The number of lines below that contain the word "bool" is all that the answer should hold.

---

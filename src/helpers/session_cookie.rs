use axum::http::header::COOKIE;
use axum::http::HeaderMap;
use cookie::time::Duration;
use cookie::{Cookie, CookieJar, Key, SameSite};
use sha2::{Digest, Sha512};

pub const SESSION_COOKIE: &str = "__OvOsession";

/// Signing key for session cookies. Any secret length is accepted; it is
/// stretched to the 64 bytes `Key` needs.
pub fn session_key(secret: &str) -> Key {
    Key::from(Sha512::digest(secret.as_bytes()).as_slice())
}

fn request_jar(headers: &HeaderMap) -> CookieJar {
    let mut jar = CookieJar::new();
    headers
        .get_all(COOKIE)
        .iter()
        .filter_map(|value| value.to_str().ok())
        .flat_map(|value| Cookie::split_parse(value.to_string()))
        .filter_map(Result::ok)
        .for_each(|cookie| jar.add_original(cookie));
    jar
}

/// Session id carried by the request's session cookie, if its signature holds.
pub fn read_session_id(headers: &HeaderMap, key: &Key) -> Option<String> {
    request_jar(headers)
        .signed(key)
        .get(SESSION_COOKIE)
        .map(|cookie| cookie.value().to_string())
        .filter(|session_id| !session_id.is_empty())
}

fn build(value: String, max_age_secs: i64, secure: bool) -> Cookie<'static> {
    Cookie::build((SESSION_COOKIE, value))
        .path("/")
        .http_only(true)
        .same_site(SameSite::Strict)
        .max_age(Duration::seconds(max_age_secs))
        .secure(secure)
        .build()
}

/// `Set-Cookie` value carrying the signed `session_id`.
pub fn session_cookie(key: &Key, session_id: &str, max_age_secs: i64, secure: bool) -> String {
    let mut jar = CookieJar::new();
    jar.signed_mut(key)
        .add(build(session_id.to_string(), max_age_secs, secure));
    jar.get(SESSION_COOKIE)
        .map(|cookie| cookie.to_string())
        .unwrap_or_default()
}

/// `Set-Cookie` value that makes the browser forget the session cookie.
pub fn removal_cookie(secure: bool) -> String {
    build(String::new(), 0, secure).to_string()
}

---

*Answer space*. 3